Work request => Up to and including the line that contains "it uses the", return every line from the start of the data, unchanged.

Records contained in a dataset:
--------------------

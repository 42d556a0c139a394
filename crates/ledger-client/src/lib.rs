//! Ledger collaborator for the mirror.
//!
//! The mirror never signs or encodes transactions itself. It hands typed
//! requests to a [`LedgerClient`], which returns a receipt once the
//! transaction is final or an error once it is known to have failed or the
//! submission timeout elapsed.
//!
//! [`RippledSubmitClient`] is the production implementation: it uses the
//! node's sign-and-submit mode and polls until the transaction is validated.

mod account;
mod client;
mod error;
mod rippled;
pub mod transactions;

pub use account::{OperatorAccount, OperatorCredential};
pub use client::{LedgerClient, PurchaseRequest, SubmitReceipt, TrustSetRequest};
pub use error::{LedgerError, LedgerResult};
pub use rippled::{RippledConfig, RippledSubmitClient};
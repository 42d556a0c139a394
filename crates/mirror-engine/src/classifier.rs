//! Raw ledger message classification.
//!
//! Accepts both payload shapes the node may push for a transaction:
//! the body under `transaction` (API v1) or under `tx_json` (API v2).
//! Only validated, successful transactions are ever classified as
//! [`ClassifiedEvent::TrustLineSet`].

use crate::{CurrencyKey, MalformedEventError};
use ledger_relay::RawEvent;
use rust_decimal::Decimal;
use serde_json::{Map, Value};
use std::str::FromStr;

/// The account whose trust lines are mirrored.
#[derive(Debug, Clone, PartialEq, Eq)]
pub struct WatchedAccount(String);

impl WatchedAccount {
    pub fn new(address: impl Into<String>) -> Self {
        Self(address.into())
    }

    pub fn address(&self) -> &str {
        &self.0
    }
}

/// A trust line set by the watched account.
#[derive(Debug, Clone, PartialEq, Eq)]
pub struct TrustLineSetEvent {
    pub source_account: String,
    pub key: CurrencyKey,
    pub requested_limit: Decimal,
    pub tx_hash: Option<String>,
}

/// Why a well-formed message is not actionable.
#[derive(Debug, Clone, PartialEq, Eq)]
pub enum UnknownReason {
    /// Not a transaction or ledger message (responses, peer status, ...)
    UnrecognizedMessage(Option<String>),
    /// Transaction message without a `TransactionType`
    NoTransactionType,
    /// Proposed but not yet in a validated ledger
    NotValidated,
    /// Applied with a non-success engine result
    Failed(String),
    /// Sent by an account other than the watched one
    OtherAccount(String),
    OtherTransactionType(String),
}

#[derive(Debug, Clone, PartialEq, Eq)]
pub enum ClassifiedEvent {
    TrustLineSet(TrustLineSetEvent),
    /// Ledger close or server status. Proves liveness only.
    Heartbeat,
    Unknown(UnknownReason),
}

/// Classify one raw message from the subscription stream.
pub fn classify(
    raw: &RawEvent,
    watched: &WatchedAccount,
) -> Result<ClassifiedEvent, MalformedEventError> {
    let message: Value = serde_json::from_str(&raw.payload)?;
    let message = message
        .as_object()
        .ok_or(MalformedEventError::NotAnObject)?;

    match message.get("type").and_then(Value::as_str) {
        Some("ledgerClosed") | Some("serverStatus") => Ok(ClassifiedEvent::Heartbeat),
        Some("transaction") => classify_transaction(message, watched),
        other => Ok(ClassifiedEvent::Unknown(UnknownReason::UnrecognizedMessage(
            other.map(str::to_string),
        ))),
    }
}

fn classify_transaction(
    message: &Map<String, Value>,
    watched: &WatchedAccount,
) -> Result<ClassifiedEvent, MalformedEventError> {
    let Some(tx) = message
        .get("transaction")
        .or_else(|| message.get("tx_json"))
        .and_then(Value::as_object)
    else {
        return Ok(unknown(UnknownReason::NoTransactionType));
    };

    let Some(tx_type) = tx.get("TransactionType").and_then(Value::as_str) else {
        return Ok(unknown(UnknownReason::NoTransactionType));
    };

    if message.get("validated").and_then(Value::as_bool) == Some(false) {
        return Ok(unknown(UnknownReason::NotValidated));
    }

    if let Some(result) = message.get("engine_result").and_then(Value::as_str) {
        if result != "tesSUCCESS" {
            return Ok(unknown(UnknownReason::Failed(result.to_string())));
        }
    }

    if tx_type != "TrustSet" {
        return Ok(unknown(UnknownReason::OtherTransactionType(
            tx_type.to_string(),
        )));
    }

    let account = tx
        .get("Account")
        .and_then(Value::as_str)
        .ok_or(MalformedEventError::MissingField("Account"))?;
    if account != watched.address() {
        return Ok(unknown(UnknownReason::OtherAccount(account.to_string())));
    }

    let limit = tx
        .get("LimitAmount")
        .and_then(Value::as_object)
        .ok_or(MalformedEventError::MissingField("LimitAmount"))?;
    let currency = required_str(limit, "currency", "LimitAmount.currency")?;
    let issuer = required_str(limit, "issuer", "LimitAmount.issuer")?;
    let value = required_str(limit, "value", "LimitAmount.value")?;

    let requested_limit =
        parse_limit(value).ok_or_else(|| MalformedEventError::InvalidLimit(value.to_string()))?;

    let tx_hash = tx
        .get("hash")
        .or_else(|| message.get("hash"))
        .and_then(Value::as_str)
        .map(str::to_string);

    Ok(ClassifiedEvent::TrustLineSet(TrustLineSetEvent {
        source_account: account.to_string(),
        key: CurrencyKey::new(currency, issuer),
        requested_limit,
        tx_hash,
    }))
}

fn unknown(reason: UnknownReason) -> ClassifiedEvent {
    ClassifiedEvent::Unknown(reason)
}

fn required_str<'a>(
    object: &'a Map<String, Value>,
    key: &str,
    field: &'static str,
) -> Result<&'a str, MalformedEventError> {
    object
        .get(key)
        .and_then(Value::as_str)
        .filter(|s| !s.is_empty())
        .ok_or(MalformedEventError::MissingField(field))
}

/// Parse a ledger amount string into a non-negative decimal.
///
/// Ledger values may use scientific notation and exceed the decimal range;
/// out-of-range magnitudes saturate (large to `Decimal::MAX`, tiny to zero).
fn parse_limit(value: &str) -> Option<Decimal> {
    let value = value.trim();
    let parsed = Decimal::from_str(value)
        .or_else(|_| Decimal::from_scientific(value))
        .ok()
        .or_else(|| {
            let approx: f64 = value.parse().ok()?;
            if !approx.is_finite() {
                return None;
            }
            Some(if approx >= 1.0 {
                Decimal::MAX
            } else if approx <= -1.0 {
                Decimal::MIN
            } else {
                Decimal::ZERO
            })
        })?;

    if parsed.is_sign_negative() && !parsed.is_zero() {
        return None;
    }
    Some(parsed)
}

#[cfg(test)]
mod tests {
    use super::*;
    use rust_decimal_macros::dec;
    use serde_json::json;

    const WATCHED: &str = "rPT1Sjq2YGrBMTttX4GZHjKu9dyfzbpAYe";
    const ISSUER: &str = "rXYZissuerXXXXXXXXXXXXXXXXXXXXXXX";

    fn watched() -> WatchedAccount {
        WatchedAccount::new(WATCHED)
    }

    fn raw(value: Value) -> RawEvent {
        RawEvent::new(value.to_string())
    }

    fn trust_set(account: &str, value: &str) -> Value {
        json!({
            "type": "transaction",
            "validated": true,
            "engine_result": "tesSUCCESS",
            "transaction": {
                "TransactionType": "TrustSet",
                "Account": account,
                "LimitAmount": {"currency": "FOO", "issuer": ISSUER, "value": value},
                "hash": "E3FE6EA3D48F0C2B639448020EA4F03D4F4F8FFDB243A852A0F59177921B4879"
            }
        })
    }

    #[test]
    fn test_watched_trust_set() {
        let event = classify(&raw(trust_set(WATCHED, "500")), &watched()).unwrap();

        let ClassifiedEvent::TrustLineSet(event) = event else {
            panic!("expected TrustLineSet, got {:?}", event);
        };
        assert_eq!(event.source_account, WATCHED);
        assert_eq!(event.key, CurrencyKey::new("FOO", ISSUER));
        assert_eq!(event.requested_limit, dec!(500));
        assert!(event.tx_hash.unwrap().starts_with("E3FE6EA3"));
    }

    #[test]
    fn test_tx_json_payload_shape() {
        let message = json!({
            "type": "transaction",
            "validated": true,
            "hash": "ABCDEF",
            "tx_json": {
                "TransactionType": "TrustSet",
                "Account": WATCHED,
                "LimitAmount": {"currency": "BAR", "issuer": ISSUER, "value": "42.5"}
            }
        });

        let ClassifiedEvent::TrustLineSet(event) = classify(&raw(message), &watched()).unwrap()
        else {
            panic!("expected TrustLineSet");
        };
        assert_eq!(event.requested_limit, dec!(42.5));
        assert_eq!(event.tx_hash.as_deref(), Some("ABCDEF"));
    }

    #[test]
    fn test_other_account_is_unknown() {
        let other = "rHb9CJAWyB4rj91VRWn96DkukG4bwdtyTh";
        let event = classify(&raw(trust_set(other, "500")), &watched()).unwrap();
        assert_eq!(
            event,
            ClassifiedEvent::Unknown(UnknownReason::OtherAccount(other.to_string()))
        );
    }

    #[test]
    fn test_heartbeats() {
        for kind in ["ledgerClosed", "serverStatus"] {
            let event = classify(&raw(json!({"type": kind, "ledger_index": 9})), &watched());
            assert_eq!(event.unwrap(), ClassifiedEvent::Heartbeat);
        }
    }

    #[test]
    fn test_missing_transaction_type_is_unknown() {
        let message = json!({"type": "transaction", "transaction": {"Account": WATCHED}});
        assert_eq!(
            classify(&raw(message), &watched()).unwrap(),
            ClassifiedEvent::Unknown(UnknownReason::NoTransactionType)
        );
    }

    #[test]
    fn test_unvalidated_and_failed_are_unknown() {
        let mut proposed = trust_set(WATCHED, "500");
        proposed["validated"] = json!(false);
        assert_eq!(
            classify(&raw(proposed), &watched()).unwrap(),
            ClassifiedEvent::Unknown(UnknownReason::NotValidated)
        );

        let mut failed = trust_set(WATCHED, "500");
        failed["engine_result"] = json!("tecNO_LINE_INSUF_RESERVE");
        assert!(matches!(
            classify(&raw(failed), &watched()).unwrap(),
            ClassifiedEvent::Unknown(UnknownReason::Failed(_))
        ));
    }

    #[test]
    fn test_other_transaction_types() {
        let message = json!({
            "type": "transaction",
            "validated": true,
            "transaction": {"TransactionType": "Payment", "Account": WATCHED}
        });
        assert_eq!(
            classify(&raw(message), &watched()).unwrap(),
            ClassifiedEvent::Unknown(UnknownReason::OtherTransactionType("Payment".to_string()))
        );
    }

    #[test]
    fn test_responses_are_unknown() {
        let message = json!({"type": "response", "status": "success", "result": {}});
        assert!(matches!(
            classify(&raw(message), &watched()).unwrap(),
            ClassifiedEvent::Unknown(UnknownReason::UnrecognizedMessage(Some(_)))
        ));
    }

    #[test]
    fn test_malformed_payloads() {
        assert!(matches!(
            classify(&RawEvent::new("{not json"), &watched()),
            Err(MalformedEventError::InvalidJson(_))
        ));
        assert!(matches!(
            classify(&RawEvent::new("[1,2]"), &watched()),
            Err(MalformedEventError::NotAnObject)
        ));

        let mut no_issuer = trust_set(WATCHED, "500");
        no_issuer["transaction"]["LimitAmount"]
            .as_object_mut()
            .unwrap()
            .remove("issuer");
        assert!(matches!(
            classify(&raw(no_issuer), &watched()),
            Err(MalformedEventError::MissingField("LimitAmount.issuer"))
        ));

        assert!(matches!(
            classify(&raw(trust_set(WATCHED, "lots")), &watched()),
            Err(MalformedEventError::InvalidLimit(_))
        ));
        assert!(matches!(
            classify(&raw(trust_set(WATCHED, "-5")), &watched()),
            Err(MalformedEventError::InvalidLimit(_))
        ));
    }

    #[test]
    fn test_parse_limit_notation() {
        assert_eq!(parse_limit("1000"), Some(dec!(1000)));
        assert_eq!(parse_limit("0.5"), Some(dec!(0.5)));
        assert_eq!(parse_limit("1e3"), Some(dec!(1000)));
        assert_eq!(parse_limit("9999999999999999e80"), Some(Decimal::MAX));
        assert_eq!(parse_limit("1e-90"), Some(Decimal::ZERO));
        assert_eq!(parse_limit("0"), Some(Decimal::ZERO));
        assert_eq!(parse_limit("NaN"), None);
    }
}
//! Logging initialization.
//!
//! Everything funnels through the observability package: structured JSONL in
//! `logs/mirror.jsonl` under the base directory, plus stderr for the
//! foreground process.

use std::path::PathBuf;

/// Service name written into every log entry.
const SERVICE_NAME: &str = "trustline-mirror";

/// Initialize logging for the mirror process.
///
/// `level` is the default filter; `RUST_LOG` takes precedence when set.
pub fn init_logging(level: &str, log_path: Option<PathBuf>) {
    observability::init_with_config(observability::LogConfig {
        service_name: SERVICE_NAME.into(),
        default_level: parse_level(level).to_string().to_lowercase(),
        log_path,
        also_stderr: true,
    });
}

/// Parse a log level string into a tracing Level.
pub fn parse_level(level: &str) -> tracing::Level {
    match level.to_lowercase().as_str() {
        "trace" => tracing::Level::TRACE,
        "debug" => tracing::Level::DEBUG,
        "info" => tracing::Level::INFO,
        "warn" | "warning" => tracing::Level::WARN,
        "error" => tracing::Level::ERROR,
        _ => tracing::Level::INFO,
    }
}
//! # Observability
//!
//! Logging bootstrap shared by every trustline-mirror binary.
//!
//! Crates in the workspace only ever use `tracing` macros. This package
//! decides where those events go:
//!
//! - `~/.trustline-mirror/logs/mirror.jsonl`, one JSON object per line
//! - optionally a compact human-readable stream on stderr
//!
//! `tail -f ~/.trustline-mirror/logs/mirror.jsonl | jq` is the intended way
//! to follow a running mirror.
//!
//! ## Usage
//!
//! ```rust,ignore
//! observability::init_with_config(observability::LogConfig {
//!     service_name: "trustline-mirror".into(),
//!     default_level: "debug".into(),
//!     also_stderr: true,
//!     ..Default::default()
//! });
//! ```

#[cfg(feature = "dev")]
mod dev;

mod json_layer;

use std::path::PathBuf;

pub use json_layer::LogEntry;

/// Configuration for the logging system.
#[derive(Debug, Clone)]
pub struct LogConfig {
    /// Name of the service, written into every JSONL entry.
    pub service_name: String,

    /// Default log level filter (e.g., "debug", "info", "warn").
    /// Can be overridden by `RUST_LOG` environment variable.
    pub default_level: String,

    /// Optional custom log file path.
    /// Defaults to `~/.trustline-mirror/logs/mirror.jsonl`.
    pub log_path: Option<PathBuf>,

    /// Also emit logs to stderr.
    pub also_stderr: bool,
}

impl Default for LogConfig {
    fn default() -> Self {
        Self {
            service_name: "unknown".into(),
            default_level: "info".into(),
            log_path: None,
            also_stderr: false,
        }
    }
}

/// Initialize logging with custom configuration.
///
/// Calling this more than once is harmless; only the first call installs a
/// global subscriber.
pub fn init_with_config(config: LogConfig) {
    #[cfg(feature = "dev")]
    {
        dev::init_dev_subscriber(&config);
    }

    #[cfg(not(feature = "dev"))]
    {
        use tracing_subscriber::util::SubscriberInitExt;
        let _ = tracing_subscriber::fmt()
            .with_env_filter(
                tracing_subscriber::EnvFilter::try_from_default_env()
                    .unwrap_or_else(|_| tracing_subscriber::EnvFilter::new(&config.default_level)),
            )
            .with_target(true)
            .compact()
            .finish()
            .try_init();
    }
}

/// Default location of the JSONL log file.
pub fn default_log_path() -> PathBuf {
    dirs::home_dir()
        .unwrap_or_else(std::env::temp_dir)
        .join(".trustline-mirror")
        .join("logs")
        .join("mirror.jsonl")
}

--------------------

Task output =>
repository 42d556a0c139a394
filename crates/ledger-client/src/lib.rs
//! Ledger collaborator for the mirror.
//!
//! The mirror never signs or encodes transactions itself. It hands typed
//! requests to a [`LedgerClient`], which returns a receipt once the
//! transaction is final or an error once it is known to have failed or the
//! submission timeout elapsed.
//!
//! [`RippledSubmitClient`] is the production implementation: it uses the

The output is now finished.